The Amish are one of the oldest religious sects in America. They're descended from the Anabaptists, and their roots go back to the sixteenth century. They arrived in America around 1730 and settled in Pennsylvania. They're now located in 24 states. We have a number of Amish and Mennonites here in Indiana.

Here are the problems I see:

1. A religious demand for unquestioned obedience and deferment to males.

2. The emphasis on separation of church and state taken to such an extreme that secular law enforcement is left in the dark or is rendered otherwise powerless.

3. The Amish community mandating "forgiveness" instead of excommunicating its members.

4. A failure to exercise Meidung, or shunning, of those perpetrating the crime.

5. An extremely reactionary mindset that leaves them isolated from--and hundreds of years behind--the rest of the world.

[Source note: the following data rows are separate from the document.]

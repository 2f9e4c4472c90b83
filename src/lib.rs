pub mod chat;
pub mod error;
pub mod graph;
pub mod llm;
pub mod prompt;
pub mod session;
pub mod settings;
pub mod web;

pub use chat::{ChatOrchestrator, Reply};
pub use error::Error;
pub use session::{Session, Turn};
pub use settings::Settings;

/// Installs the global `tracing` subscriber.
///
/// `RUST_LOG` takes precedence over `default_filter`. Driver chatter from
/// `neo4rs` is limited to errors unless `RUST_LOG` says otherwise.
pub fn init_tracing(default_filter: &str) {
    let filter = tracing_subscriber::EnvFilter::try_from_default_env().unwrap_or_else(|_| {
        tracing_subscriber::EnvFilter::new(format!("{default_filter},neo4rs=error"))
    });
    tracing_subscriber::fmt()
        .with_env_filter(filter)
        .with_writer(std::io::stderr)
        .init();
}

Fifty years ago incest wasn't talked about much in our society. It was something that "hillbillies" practiced. Decent people didn't do those sorts of things...or so we thought.

Today in the United States that particular skeleton is mostly out of the closet. We recognize it for what it is and how it occurs. Not so with the Amish. Their family secrets are much more easily kept hidden, isolated as they are on the fringes of our world.

The incest isn't occuring because they're Amish. There is nothing inherently evil in their religion. What evil that exists among the Amish festers because of a staunch refusal to talk about such things openly. They see no evil, hear no evil, speak no evil. Like a dysfunctional family, they pretend it isn't happening.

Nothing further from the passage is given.